The troubles of a small club listing on the stock market can be best illustrated by Millwall--an east London franchise that was demoted last year to second division, just one step above the lowest ranking in English soccer.

Millwall had spent lots of money building a new stadium and found itself deeply in debt as game attendance and television revenues dwindled.

Its stock plunged from 70 pence, or $1.12, per share to as low as 2 pence, or 3.2 cents. The shares were suspended from trading at a value of 4 pence and outside receivers were called in to try to resurrect the company.

Millwall is now pinning its hopes on a 10-million pound, or $16-million rescue package led by Greek-Cypriot businessman Theo Paphitis.

The plan gives shareholders the right to get more shares by kicking in another 3.36 million pounds, or $5.38 million, but the receivers warn that if the investors or creditors reject the plan, the club will be declared insolvent and liquidated.

Italian teams are taking a look at the London Stock Exchange as well. They've been influenced by the English clubs, but also could be deterred from listing at home on the Milan market because they are losing money and Milan regulators require three successive years of profits for any company seeking a listing.

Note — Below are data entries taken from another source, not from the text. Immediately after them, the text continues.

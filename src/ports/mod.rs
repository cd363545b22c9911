pub mod comment_gateway;
pub mod config_store;
pub mod key_value_store;

pub use comment_gateway::*;
pub use config_store::*;
pub use key_value_store::*;
use html5ever::{LocalName, Namespace, QualName};
use kuchiki::traits::*;
use kuchiki::NodeRef;

use super::error::{ValidationError, ValidationResult};

/// Plain-text length must be strictly greater than this.
pub const MIN_COMMENT_LENGTH: usize = 10;
/// Plain-text length must be strictly less than this.
pub const MAX_COMMENT_LENGTH: usize = 3000;

const ALLOWED_TAGS: &[&str] = &[
    "h3", "h4", "h5", "h6", "blockquote", "p", "a", "ul", "ol", "nl", "li", "b", "i", "strong",
    "em", "strike", "code", "hr", "br", "div", "table", "thead", "caption", "tbody", "tr", "th",
    "td", "pre",
];

// Elements whose text is dropped along with the tag.
const DROPPED_CONTENT_TAGS: &[&str] = &["script", "style", "textarea", "option", "noscript"];

const VOID_TAGS: &[&str] = &["br", "hr"];

const ALLOWED_SCHEMES: &[&str] = &["http", "https", "ftp", "mailto"];

/// Length of `markup` once every tag is stripped, counted in characters.
pub fn plain_length(markup: &str) -> usize {
    // Parse as body content so leading whitespace is kept as text. The
    // tokenizer folds CR and CRLF into LF, so carriage returns go in as
    // character references.
    let body = QualName::new(
        None,
        Namespace::from("http://www.w3.org/1999/xhtml"),
        LocalName::from("body"),
    );
    kuchiki::parse_fragment(body, Vec::new())
        .one(markup.replace('\r', "&#13;"))
        .text_contents()
        .chars()
        .count()
}

pub fn validate_submission(name: &str, raw_text: &str) -> ValidationResult<()> {
    if name.is_empty() {
        return Err(ValidationError::EmptyName);
    }
    if raw_text.is_empty() {
        return Err(ValidationError::EmptyText);
    }

    let length = plain_length(raw_text);
    if length <= MIN_COMMENT_LENGTH {
        return Err(ValidationError::TooShort {
            length,
            min: MIN_COMMENT_LENGTH,
        });
    }
    if length >= MAX_COMMENT_LENGTH {
        return Err(ValidationError::TooLong {
            length,
            max: MAX_COMMENT_LENGTH,
        });
    }

    Ok(())
}

pub fn is_submission_ready(name: &str, raw_text: &str) -> bool {
    validate_submission(name, raw_text).is_ok()
}

/// Reduce submitted HTML to the safe subset.
///
/// Disallowed elements are unwrapped so their text survives, except the
/// ones in `DROPPED_CONTENT_TAGS`. Attributes are only kept on links, and a
/// link target with a non-web scheme loses its `href`.
pub fn sanitize(raw_text: &str) -> String {
    let document = kuchiki::parse_html().one(raw_text);
    let mut out = String::with_capacity(raw_text.len());

    if let Ok(body) = document.select_first("body") {
        for child in body.as_node().children() {
            write_node(&child, &mut out);
        }
    }

    out
}

fn write_node(node: &NodeRef, out: &mut String) {
    if let Some(text) = node.as_text() {
        escape_text(&text.borrow(), out);
        return;
    }

    // Comments, doctypes and processing instructions are dropped.
    let Some(element) = node.as_element() else {
        return;
    };

    let tag: &str = &element.name.local;
    if DROPPED_CONTENT_TAGS.contains(&tag) {
        return;
    }

    if !ALLOWED_TAGS.contains(&tag) {
        for child in node.children() {
            write_node(&child, out);
        }
        return;
    }

    out.push('<');
    out.push_str(tag);
    let attributes = element.attributes.borrow();
    for (name, attribute) in attributes.map.iter() {
        let attr_name: &str = &name.local;
        if !is_allowed_attribute(tag, attr_name, &attribute.value) {
            continue;
        }
        out.push(' ');
        out.push_str(attr_name);
        out.push_str("=\"");
        escape_attribute(&attribute.value, out);
        out.push('"');
    }
    out.push('>');

    if VOID_TAGS.contains(&tag) {
        return;
    }

    for child in node.children() {
        write_node(&child, out);
    }
    out.push_str("</");
    out.push_str(tag);
    out.push('>');
}

fn is_allowed_attribute(tag: &str, attr: &str, value: &str) -> bool {
    match (tag, attr) {
        ("a", "name") | ("a", "target") => true,
        ("a", "href") => has_allowed_scheme(value),
        _ => false,
    }
}

fn has_allowed_scheme(href: &str) -> bool {
    // Browsers ignore whitespace and control characters inside a scheme.
    let compact: String = href
        .chars()
        .filter(|c| !c.is_ascii_whitespace() && !c.is_ascii_control())
        .collect::<String>()
        .to_ascii_lowercase();

    match compact.find(|c| matches!(c, ':' | '/' | '?' | '#')) {
        Some(idx) if compact[idx..].starts_with(':') => {
            ALLOWED_SCHEMES.contains(&&compact[..idx])
        }
        _ => true,
    }
}

fn escape_text(text: &str, out: &mut String) {
    for c in text.chars() {
        match c {
            '&' => out.push_str("&amp;"),
            '<' => out.push_str("&lt;"),
            '>' => out.push_str("&gt;"),
            _ => out.push(c),
        }
    }
}

fn escape_attribute(value: &str, out: &mut String) {
    for c in value.chars() {
        match c {
            '&' => out.push_str("&amp;"),
            '"' => out.push_str("&quot;"),
            '<' => out.push_str("&lt;"),
            '>' => out.push_str("&gt;"),
            _ => out.push(c),
        }
    }
}
use std::sync::Arc;
use crate::domain::CommentNode;
use crate::ports::CommentGateway;

/// Produces the comment records consumed by the static-site build.
pub struct IngestService {
    gateway: Arc<dyn CommentGateway>,
}

impl IngestService {
    pub fn new(gateway: Arc<dyn CommentGateway>) -> Self {
        Self { gateway }
    }

    /// Every remote comment as a build record. A failed fetch yields no
    /// records so the build can carry on.
    pub async fn collect_nodes(&self) -> Vec<CommentNode> {
        match self.gateway.fetch_all().await {
            Ok(comments) => {
                tracing::info!("Ingesting {} comment(s)", comments.len());
                comments.into_iter().map(CommentNode::from).collect()
            }
            Err(e) => {
                tracing::warn!("Failed to fetch comments for ingestion: {}", e);
                Vec::new()
            }
        }
    }
}

#[cfg(test)]
mod tests {
    use super::*;
    use crate::domain::{content_digest, Comment, PageUrl};
    use crate::ports::{MockCommentGateway, RepositoryError};
    use chrono::Utc;

    #[tokio::test]
    async fn builds_one_node_per_comment() {
        let comment = Comment {
            id: "7".into(),
            name: "Alice".to_string(),
            text: "<p>Nice</p>".to_string(),
            created_at: Utc::now(),
            url: PageUrl::normalize("/wiki/solid"),
            approved: false,
            parent_comment_id: None,
        };
        let expected_digest = content_digest(&comment);

        let mut gateway = MockCommentGateway::new();
        gateway
            .expect_fetch_all()
            .times(1)
            .returning(move || Ok(vec![comment.clone()]));

        let nodes = IngestService::new(Arc::new(gateway)).collect_nodes().await;
        assert_eq!(nodes.len(), 1);
        assert_eq!(nodes[0].id, "7".into());
        assert_eq!(nodes[0].content_digest, expected_digest);
    }

    #[tokio::test]
    async fn fetch_failure_yields_nothing() {
        let mut gateway = MockCommentGateway::new();
        gateway
            .expect_fetch_all()
            .returning(|| Err(RepositoryError::RateLimit(60)));

        let nodes = IngestService::new(Arc::new(gateway)).collect_nodes().await;
        assert!(nodes.is_empty());
    }
}
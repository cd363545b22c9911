use chrono::{DateTime, NaiveDateTime, Utc};
use serde::{Deserialize, Serialize};
use crate::domain::*;
use crate::ports::RepositoryError;

// Naive timestamps are read as UTC
const NAIVE_TIMESTAMP_FORMATS: &[&str] = &["%Y-%m-%dT%H:%M:%S%.f", "%Y-%m-%d %H:%M:%S%.f"];

// Comments API list wrapper
#[derive(Debug, Deserialize)]
pub struct CommentListResponse {
    pub comments: Vec<CommentDto>,
}

/// Ids arrive as strings from this client but as numbers from older records.
#[derive(Debug, Clone, PartialEq, Deserialize)]
#[serde(untagged)]
pub enum RemoteId {
    Text(String),
    Number(i64),
}

impl From<RemoteId> for CommentId {
    fn from(id: RemoteId) -> Self {
        match id {
            RemoteId::Text(s) => CommentId(s),
            RemoteId::Number(n) => CommentId(n.to_string()),
        }
    }
}

#[derive(Debug, Deserialize)]
#[serde(rename_all = "camelCase")]
pub struct CommentDto {
    pub id: RemoteId,
    pub name: String,
    #[serde(alias = "text")]
    pub comment: String,
    pub created_at: String,
    pub url: String,
    #[serde(default)]
    pub approved: bool,
    #[serde(default)]
    pub parent_comment_id: Option<RemoteId>,
}

// Request DTOs
#[derive(Debug, Serialize)]
#[serde(rename_all = "camelCase")]
pub struct CommentCreateDto<'a> {
    pub id: &'a str,
    pub name: &'a str,
    pub comment: &'a str,
    pub created_at: DateTime<Utc>,
    pub url: &'a str,
    pub approved: bool,
    #[serde(skip_serializing_if = "Option::is_none")]
    pub parent_comment_id: Option<&'a str>,
}

pub fn parse_timestamp(raw: &str) -> Option<DateTime<Utc>> {
    if let Ok(dt) = DateTime::parse_from_rfc3339(raw) {
        return Some(dt.with_timezone(&Utc));
    }
    NAIVE_TIMESTAMP_FORMATS
        .iter()
        .find_map(|format| NaiveDateTime::parse_from_str(raw, format).ok())
        .map(|naive| naive.and_utc())
}

// Conversion implementations
impl TryFrom<CommentDto> for Comment {
    type Error = RepositoryError;

    fn try_from(dto: CommentDto) -> Result<Self, Self::Error> {
        let id = CommentId::from(dto.id);
        let created_at = parse_timestamp(&dto.created_at).ok_or_else(|| {
            RepositoryError::Serialization(format!(
                "comment {} has an unreadable createdAt: {:?}",
                id, dto.created_at
            ))
        })?;

        Ok(Self {
            id,
            name: dto.name,
            text: dto.comment,
            created_at,
            url: PageUrl::normalize(&dto.url),
            approved: dto.approved,
            parent_comment_id: dto.parent_comment_id.map(CommentId::from),
        })
    }
}

impl CommentListResponse {
    /// Domain comments, skipping records that cannot be read.
    pub fn into_comments(self) -> Vec<Comment> {
        self.comments
            .into_iter()
            .filter_map(|dto| match Comment::try_from(dto) {
                Ok(comment) => Some(comment),
                Err(e) => {
                    tracing::warn!("Skipping remote comment: {}", e);
                    None
                }
            })
            .collect()
    }
}

impl<'a> From<&'a Comment> for CommentCreateDto<'a> {
    fn from(comment: &'a Comment) -> Self {
        Self {
            id: &comment.id.0,
            name: &comment.name,
            comment: &comment.text,
            created_at: comment.created_at,
            url: comment.url.as_str(),
            approved: comment.approved,
            parent_comment_id: comment.parent_comment_id.as_ref().map(|p| p.0.as_str()),
        }
    }
}

#[cfg(test)]
mod tests {
    use super::*;

    #[test]
    fn parses_numeric_and_string_ids() {
        let raw = r#"{"comments":[
            {"id":1,"name":"Ann","comment":"<p>First!</p>","createdAt":"2019-08-01T10:00:00.000Z","url":"/articles/ddd/","approved":true,"parentCommentId":null},
            {"id":"2","name":"Ben","comment":"Reply","createdAt":"2019-08-01T11:00:00Z","url":"/articles/ddd","approved":false,"parentCommentId":1}
        ]}"#;
        let response: CommentListResponse = serde_json::from_str(raw).unwrap();
        let comments = response.into_comments();

        assert_eq!(comments[0].id, "1".into());
        assert_eq!(comments[0].url.as_str(), "/articles/ddd");
        assert!(comments[0].parent_comment_id.is_none());
        assert_eq!(comments[1].parent_comment_id, Some("1".into()));
        assert!(!comments[1].approved);
        assert!(comments[0].created_at < comments[1].created_at);
    }

    #[test]
    fn accepts_naive_timestamps_as_utc() {
        let parsed = parse_timestamp("2019-08-01 10:00:00").unwrap();
        assert_eq!(parsed, parse_timestamp("2019-08-01T10:00:00Z").unwrap());
        assert!(parse_timestamp("2019-08-01T10:00:00.250").is_some());
        assert!(parse_timestamp("Thu Aug 01 2019").is_none());
    }

    #[test]
    fn unreadable_timestamp_skips_the_record() {
        let raw = r#"{"comments":[
            {"id":1,"name":"Ann","comment":"Dated","createdAt":"2019-08-01T10:00:00Z","url":"/a","approved":true},
            {"id":2,"name":"Ben","comment":"Undated","createdAt":"Thu Aug 01 2019","url":"/a","approved":true}
        ]}"#;
        let response: CommentListResponse = serde_json::from_str(raw).unwrap();
        let dto = serde_json::from_str::<CommentListResponse>(raw)
            .unwrap()
            .comments
            .remove(1);

        assert!(matches!(
            Comment::try_from(dto),
            Err(RepositoryError::Serialization(_))
        ));
        let comments = response.into_comments();
        assert_eq!(comments.len(), 1);
        assert_eq!(comments[0].id, "1".into());

        // Repeated fetches of the same payload read the same comments
        let again = serde_json::from_str::<CommentListResponse>(raw)
            .unwrap()
            .into_comments();
        assert_eq!(comments, again);
    }

    #[test]
    fn create_dto_uses_wire_field_names() {
        let comment = Comment {
            id: "abc".into(),
            name: "Bob".to_string(),
            text: "Great write-up, thanks for sharing!".to_string(),
            created_at: Utc::now(),
            url: PageUrl::normalize("/articles/ddd"),
            approved: false,
            parent_comment_id: None,
        };
        let json = serde_json::to_value(CommentCreateDto::from(&comment)).unwrap();

        assert_eq!(json["id"], "abc");
        assert_eq!(json["comment"], "Great write-up, thanks for sharing!");
        assert_eq!(json["url"], "/articles/ddd");
        assert_eq!(json["approved"], false);
        assert!(json.get("createdAt").is_some());
        assert!(json.get("parentCommentId").is_none());
    }
}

AC Milan, owned by media mogul and former premier Silvio Berlusconi, could come first, analysts say. Managing director Adriano Galliani confirms the club might try to list in London, but not before 1999 or 2000.

Not that everybody in the world of European soccer thinks it's a good idea to link up with the financial wheelers and dealers.

FC Barcelona, one of the giants of Spanish soccer, has been evaluated at about 80 billion pesetas, or $560 million, but president Jose Luis Nunez says a stock exchange listing is not in the cards.

That would go against the "spirit of the club," Nunez said--although he wouldn't be surprised to see some of the bigger English clubs launch corporate takeovers of smaller Spanish rivals.